◆ **What is being asked**: For every line in the entries that contains "quotes", show the whole line.

◆ **Supplied data**:

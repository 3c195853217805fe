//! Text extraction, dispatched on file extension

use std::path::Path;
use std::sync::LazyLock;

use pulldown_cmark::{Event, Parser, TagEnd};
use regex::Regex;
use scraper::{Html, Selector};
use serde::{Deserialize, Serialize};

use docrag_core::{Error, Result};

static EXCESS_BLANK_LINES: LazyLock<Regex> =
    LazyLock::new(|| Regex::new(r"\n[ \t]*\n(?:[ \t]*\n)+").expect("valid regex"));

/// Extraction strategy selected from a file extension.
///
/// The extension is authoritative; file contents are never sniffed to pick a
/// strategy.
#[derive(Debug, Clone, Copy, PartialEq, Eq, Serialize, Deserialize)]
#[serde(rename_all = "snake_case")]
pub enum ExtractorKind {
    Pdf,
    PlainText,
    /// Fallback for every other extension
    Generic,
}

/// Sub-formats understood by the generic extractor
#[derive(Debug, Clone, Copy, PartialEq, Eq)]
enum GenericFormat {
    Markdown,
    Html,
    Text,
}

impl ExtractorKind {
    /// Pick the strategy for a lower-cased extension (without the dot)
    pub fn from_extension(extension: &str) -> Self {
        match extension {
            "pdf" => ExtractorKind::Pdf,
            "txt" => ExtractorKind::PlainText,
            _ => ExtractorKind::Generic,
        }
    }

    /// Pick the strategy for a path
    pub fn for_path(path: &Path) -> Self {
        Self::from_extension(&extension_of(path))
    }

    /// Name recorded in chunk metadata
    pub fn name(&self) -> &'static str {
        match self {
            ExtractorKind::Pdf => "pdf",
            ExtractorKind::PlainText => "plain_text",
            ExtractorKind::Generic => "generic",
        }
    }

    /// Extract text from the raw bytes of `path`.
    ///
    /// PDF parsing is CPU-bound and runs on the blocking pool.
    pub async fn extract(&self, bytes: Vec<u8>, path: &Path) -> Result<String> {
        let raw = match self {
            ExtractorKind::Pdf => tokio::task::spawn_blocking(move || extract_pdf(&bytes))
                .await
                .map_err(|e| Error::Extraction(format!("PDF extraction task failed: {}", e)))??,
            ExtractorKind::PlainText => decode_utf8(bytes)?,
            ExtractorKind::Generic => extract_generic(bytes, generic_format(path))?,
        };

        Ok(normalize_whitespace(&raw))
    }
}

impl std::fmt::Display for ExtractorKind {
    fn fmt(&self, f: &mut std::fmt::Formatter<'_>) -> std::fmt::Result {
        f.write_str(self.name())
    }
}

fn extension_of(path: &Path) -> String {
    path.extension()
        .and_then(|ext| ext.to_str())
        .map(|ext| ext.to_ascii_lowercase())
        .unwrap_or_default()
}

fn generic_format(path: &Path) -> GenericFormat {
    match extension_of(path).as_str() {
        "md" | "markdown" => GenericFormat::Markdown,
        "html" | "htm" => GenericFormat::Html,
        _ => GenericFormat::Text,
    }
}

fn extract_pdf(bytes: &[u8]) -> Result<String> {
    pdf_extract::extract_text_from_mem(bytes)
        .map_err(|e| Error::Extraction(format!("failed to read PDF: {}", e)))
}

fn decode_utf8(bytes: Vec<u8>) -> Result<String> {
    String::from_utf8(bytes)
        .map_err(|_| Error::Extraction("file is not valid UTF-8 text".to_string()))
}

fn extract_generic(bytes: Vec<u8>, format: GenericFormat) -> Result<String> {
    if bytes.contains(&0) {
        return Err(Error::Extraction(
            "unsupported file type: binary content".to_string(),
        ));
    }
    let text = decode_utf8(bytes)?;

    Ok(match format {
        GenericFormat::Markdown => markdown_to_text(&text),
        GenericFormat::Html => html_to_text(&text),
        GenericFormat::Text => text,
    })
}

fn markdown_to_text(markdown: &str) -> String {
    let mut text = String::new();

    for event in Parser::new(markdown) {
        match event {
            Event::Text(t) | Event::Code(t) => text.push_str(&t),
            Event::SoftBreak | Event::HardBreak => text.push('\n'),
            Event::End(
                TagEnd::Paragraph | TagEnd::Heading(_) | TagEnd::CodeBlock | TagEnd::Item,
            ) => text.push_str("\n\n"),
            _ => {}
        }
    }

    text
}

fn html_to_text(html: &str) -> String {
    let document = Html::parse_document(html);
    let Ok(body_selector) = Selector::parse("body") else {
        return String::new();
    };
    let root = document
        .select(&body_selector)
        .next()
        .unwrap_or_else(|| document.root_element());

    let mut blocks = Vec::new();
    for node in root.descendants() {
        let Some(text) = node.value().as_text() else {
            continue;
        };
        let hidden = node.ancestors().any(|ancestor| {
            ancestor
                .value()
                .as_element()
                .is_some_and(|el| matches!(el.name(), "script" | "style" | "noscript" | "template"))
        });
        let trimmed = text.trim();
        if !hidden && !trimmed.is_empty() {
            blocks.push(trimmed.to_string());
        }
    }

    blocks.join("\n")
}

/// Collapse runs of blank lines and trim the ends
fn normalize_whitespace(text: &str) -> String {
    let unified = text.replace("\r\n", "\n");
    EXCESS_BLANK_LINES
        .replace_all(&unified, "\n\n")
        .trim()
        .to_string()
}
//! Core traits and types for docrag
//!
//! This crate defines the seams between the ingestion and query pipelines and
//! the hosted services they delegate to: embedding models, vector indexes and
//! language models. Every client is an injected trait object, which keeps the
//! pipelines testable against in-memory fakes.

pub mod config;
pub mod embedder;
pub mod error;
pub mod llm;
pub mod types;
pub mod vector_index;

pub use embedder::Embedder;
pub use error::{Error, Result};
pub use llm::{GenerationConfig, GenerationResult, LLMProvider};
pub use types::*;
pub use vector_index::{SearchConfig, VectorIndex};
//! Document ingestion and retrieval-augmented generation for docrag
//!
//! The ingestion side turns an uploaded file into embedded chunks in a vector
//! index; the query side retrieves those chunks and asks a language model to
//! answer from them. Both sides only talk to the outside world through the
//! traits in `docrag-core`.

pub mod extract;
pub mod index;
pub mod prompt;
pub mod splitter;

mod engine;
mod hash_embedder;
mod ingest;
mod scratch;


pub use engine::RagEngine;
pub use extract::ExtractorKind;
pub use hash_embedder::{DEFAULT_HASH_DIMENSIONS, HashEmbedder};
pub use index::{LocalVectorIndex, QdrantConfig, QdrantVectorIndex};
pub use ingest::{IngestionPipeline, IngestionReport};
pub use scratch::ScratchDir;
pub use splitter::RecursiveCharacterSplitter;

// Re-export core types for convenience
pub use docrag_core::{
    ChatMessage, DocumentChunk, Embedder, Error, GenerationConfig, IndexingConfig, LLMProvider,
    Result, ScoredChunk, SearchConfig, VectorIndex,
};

...

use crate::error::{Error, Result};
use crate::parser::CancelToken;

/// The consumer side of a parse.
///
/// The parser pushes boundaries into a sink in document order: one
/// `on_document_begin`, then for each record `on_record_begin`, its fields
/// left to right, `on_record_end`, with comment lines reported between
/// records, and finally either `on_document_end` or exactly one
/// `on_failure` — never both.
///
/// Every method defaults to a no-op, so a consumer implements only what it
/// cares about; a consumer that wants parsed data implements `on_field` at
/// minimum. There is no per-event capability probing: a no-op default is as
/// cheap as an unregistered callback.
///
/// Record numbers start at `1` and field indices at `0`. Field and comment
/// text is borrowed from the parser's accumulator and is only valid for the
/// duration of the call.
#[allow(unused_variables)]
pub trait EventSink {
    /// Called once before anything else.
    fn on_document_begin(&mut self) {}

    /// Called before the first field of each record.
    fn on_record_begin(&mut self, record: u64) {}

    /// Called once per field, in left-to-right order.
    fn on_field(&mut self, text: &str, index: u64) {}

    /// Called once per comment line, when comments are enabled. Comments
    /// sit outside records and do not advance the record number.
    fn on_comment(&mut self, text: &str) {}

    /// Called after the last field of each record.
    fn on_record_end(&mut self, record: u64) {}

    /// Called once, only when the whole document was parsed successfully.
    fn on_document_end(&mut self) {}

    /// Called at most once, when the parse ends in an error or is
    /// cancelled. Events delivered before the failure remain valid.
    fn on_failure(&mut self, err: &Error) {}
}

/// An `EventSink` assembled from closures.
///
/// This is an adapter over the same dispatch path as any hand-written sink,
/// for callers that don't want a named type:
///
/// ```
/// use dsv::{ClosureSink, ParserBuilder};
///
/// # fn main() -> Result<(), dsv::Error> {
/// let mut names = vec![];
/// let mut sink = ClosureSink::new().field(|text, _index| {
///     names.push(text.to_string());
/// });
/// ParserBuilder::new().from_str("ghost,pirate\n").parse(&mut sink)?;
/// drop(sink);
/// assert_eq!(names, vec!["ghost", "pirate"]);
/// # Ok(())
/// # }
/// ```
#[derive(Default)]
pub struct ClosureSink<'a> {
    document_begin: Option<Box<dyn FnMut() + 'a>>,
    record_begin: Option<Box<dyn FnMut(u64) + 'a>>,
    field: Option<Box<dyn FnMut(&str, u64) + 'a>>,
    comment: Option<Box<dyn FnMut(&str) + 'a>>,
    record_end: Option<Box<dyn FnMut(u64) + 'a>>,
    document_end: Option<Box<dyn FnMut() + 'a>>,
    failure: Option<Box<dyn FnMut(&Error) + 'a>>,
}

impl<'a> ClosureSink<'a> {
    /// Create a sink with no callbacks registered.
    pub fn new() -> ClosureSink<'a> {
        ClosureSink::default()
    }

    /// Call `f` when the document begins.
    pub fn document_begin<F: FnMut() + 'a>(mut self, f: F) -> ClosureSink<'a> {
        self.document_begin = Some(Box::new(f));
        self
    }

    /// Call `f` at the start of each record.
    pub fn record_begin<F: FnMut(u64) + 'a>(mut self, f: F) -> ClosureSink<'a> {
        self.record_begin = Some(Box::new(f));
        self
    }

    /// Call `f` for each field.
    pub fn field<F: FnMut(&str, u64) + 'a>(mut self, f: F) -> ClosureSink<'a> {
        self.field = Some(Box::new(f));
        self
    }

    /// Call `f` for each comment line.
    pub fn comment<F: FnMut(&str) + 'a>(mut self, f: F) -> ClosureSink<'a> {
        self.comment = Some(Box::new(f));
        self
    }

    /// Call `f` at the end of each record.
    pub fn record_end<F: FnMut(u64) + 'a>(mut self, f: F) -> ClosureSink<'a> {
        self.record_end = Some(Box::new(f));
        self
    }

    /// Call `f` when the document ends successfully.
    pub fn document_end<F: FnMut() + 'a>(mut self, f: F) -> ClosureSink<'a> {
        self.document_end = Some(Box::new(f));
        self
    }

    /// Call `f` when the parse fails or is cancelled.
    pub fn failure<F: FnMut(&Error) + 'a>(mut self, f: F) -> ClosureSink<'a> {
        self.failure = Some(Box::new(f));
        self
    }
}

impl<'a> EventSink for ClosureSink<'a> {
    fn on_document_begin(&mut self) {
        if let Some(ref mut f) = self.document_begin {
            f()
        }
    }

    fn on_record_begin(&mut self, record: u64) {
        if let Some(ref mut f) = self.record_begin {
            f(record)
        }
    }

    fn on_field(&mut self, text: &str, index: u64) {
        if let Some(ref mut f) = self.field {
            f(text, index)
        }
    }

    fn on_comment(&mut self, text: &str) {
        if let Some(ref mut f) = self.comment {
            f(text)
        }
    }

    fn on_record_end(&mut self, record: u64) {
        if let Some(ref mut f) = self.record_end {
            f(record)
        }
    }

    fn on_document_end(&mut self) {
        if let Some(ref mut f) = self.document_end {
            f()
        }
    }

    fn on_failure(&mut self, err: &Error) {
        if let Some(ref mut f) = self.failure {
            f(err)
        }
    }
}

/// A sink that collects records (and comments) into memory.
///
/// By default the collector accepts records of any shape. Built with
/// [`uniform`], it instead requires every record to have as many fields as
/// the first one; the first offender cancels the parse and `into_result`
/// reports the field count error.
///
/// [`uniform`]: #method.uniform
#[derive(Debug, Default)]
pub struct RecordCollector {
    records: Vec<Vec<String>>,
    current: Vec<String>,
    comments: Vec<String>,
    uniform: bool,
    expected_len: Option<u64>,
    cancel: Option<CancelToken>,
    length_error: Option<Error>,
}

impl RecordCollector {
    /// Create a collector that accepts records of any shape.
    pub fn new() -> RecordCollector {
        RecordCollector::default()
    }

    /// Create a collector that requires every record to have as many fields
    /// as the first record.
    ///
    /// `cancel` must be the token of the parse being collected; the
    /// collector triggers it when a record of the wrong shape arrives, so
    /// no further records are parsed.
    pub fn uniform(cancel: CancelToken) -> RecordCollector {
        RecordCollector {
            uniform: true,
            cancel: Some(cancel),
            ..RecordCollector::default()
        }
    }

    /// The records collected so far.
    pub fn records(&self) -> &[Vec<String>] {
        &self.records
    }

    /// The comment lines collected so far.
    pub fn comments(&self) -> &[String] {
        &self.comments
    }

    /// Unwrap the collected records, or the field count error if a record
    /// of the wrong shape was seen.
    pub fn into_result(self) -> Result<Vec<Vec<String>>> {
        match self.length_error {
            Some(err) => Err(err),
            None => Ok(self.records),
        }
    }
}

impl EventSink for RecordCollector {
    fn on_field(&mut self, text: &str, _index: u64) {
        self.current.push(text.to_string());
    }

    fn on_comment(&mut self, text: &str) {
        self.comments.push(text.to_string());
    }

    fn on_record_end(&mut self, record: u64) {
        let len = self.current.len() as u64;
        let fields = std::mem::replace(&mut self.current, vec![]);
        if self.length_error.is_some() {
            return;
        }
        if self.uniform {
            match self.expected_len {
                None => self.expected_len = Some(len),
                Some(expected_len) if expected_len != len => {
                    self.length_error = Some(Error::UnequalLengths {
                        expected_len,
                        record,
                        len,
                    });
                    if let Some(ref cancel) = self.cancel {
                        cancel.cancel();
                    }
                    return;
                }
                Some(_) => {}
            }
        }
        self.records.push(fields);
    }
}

==

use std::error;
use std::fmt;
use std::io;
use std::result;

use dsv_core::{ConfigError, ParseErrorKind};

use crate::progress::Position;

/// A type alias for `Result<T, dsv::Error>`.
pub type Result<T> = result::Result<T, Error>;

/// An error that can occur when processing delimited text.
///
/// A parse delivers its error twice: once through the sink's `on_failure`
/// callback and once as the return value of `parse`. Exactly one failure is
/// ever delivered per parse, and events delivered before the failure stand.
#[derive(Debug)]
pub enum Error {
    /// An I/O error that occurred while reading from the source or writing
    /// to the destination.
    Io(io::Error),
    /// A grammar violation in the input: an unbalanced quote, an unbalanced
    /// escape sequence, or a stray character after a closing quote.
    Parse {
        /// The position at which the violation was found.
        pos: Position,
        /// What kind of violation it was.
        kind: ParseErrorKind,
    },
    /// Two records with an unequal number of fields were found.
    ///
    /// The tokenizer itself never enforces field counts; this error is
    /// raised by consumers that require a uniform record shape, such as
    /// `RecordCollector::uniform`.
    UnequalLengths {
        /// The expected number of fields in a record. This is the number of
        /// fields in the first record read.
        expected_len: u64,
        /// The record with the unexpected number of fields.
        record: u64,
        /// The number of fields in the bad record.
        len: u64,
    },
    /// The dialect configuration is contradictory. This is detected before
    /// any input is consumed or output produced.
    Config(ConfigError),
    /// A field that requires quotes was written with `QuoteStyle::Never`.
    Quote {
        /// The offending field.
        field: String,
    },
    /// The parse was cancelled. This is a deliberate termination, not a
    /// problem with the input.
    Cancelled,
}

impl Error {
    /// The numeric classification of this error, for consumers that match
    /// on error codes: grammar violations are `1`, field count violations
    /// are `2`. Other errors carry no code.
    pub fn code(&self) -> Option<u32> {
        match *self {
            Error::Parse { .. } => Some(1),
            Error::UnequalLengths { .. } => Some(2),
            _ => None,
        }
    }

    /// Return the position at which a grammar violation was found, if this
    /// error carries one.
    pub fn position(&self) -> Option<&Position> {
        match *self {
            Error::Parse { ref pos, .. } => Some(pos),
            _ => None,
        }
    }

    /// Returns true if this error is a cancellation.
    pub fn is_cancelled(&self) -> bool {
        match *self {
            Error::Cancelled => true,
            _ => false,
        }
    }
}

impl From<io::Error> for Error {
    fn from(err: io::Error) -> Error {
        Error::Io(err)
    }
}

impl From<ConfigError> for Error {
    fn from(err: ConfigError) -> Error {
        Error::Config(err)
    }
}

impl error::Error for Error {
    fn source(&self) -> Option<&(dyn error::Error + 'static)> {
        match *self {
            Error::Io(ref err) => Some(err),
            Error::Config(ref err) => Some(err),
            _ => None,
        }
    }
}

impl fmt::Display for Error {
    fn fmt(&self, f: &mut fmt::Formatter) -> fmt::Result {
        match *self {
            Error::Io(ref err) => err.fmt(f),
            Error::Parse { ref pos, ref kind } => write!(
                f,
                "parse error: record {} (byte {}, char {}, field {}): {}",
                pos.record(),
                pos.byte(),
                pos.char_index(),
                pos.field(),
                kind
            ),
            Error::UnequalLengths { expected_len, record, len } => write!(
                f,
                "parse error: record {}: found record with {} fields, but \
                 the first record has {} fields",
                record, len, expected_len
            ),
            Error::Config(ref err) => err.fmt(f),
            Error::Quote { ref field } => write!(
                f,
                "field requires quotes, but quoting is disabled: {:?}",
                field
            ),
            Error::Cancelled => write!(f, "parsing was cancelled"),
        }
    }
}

◆ **Task response**:
    /// A field that requires quotes was written with `QuoteStyle::Never`.
                "field requires quotes, but quoting is disabled: {:?}",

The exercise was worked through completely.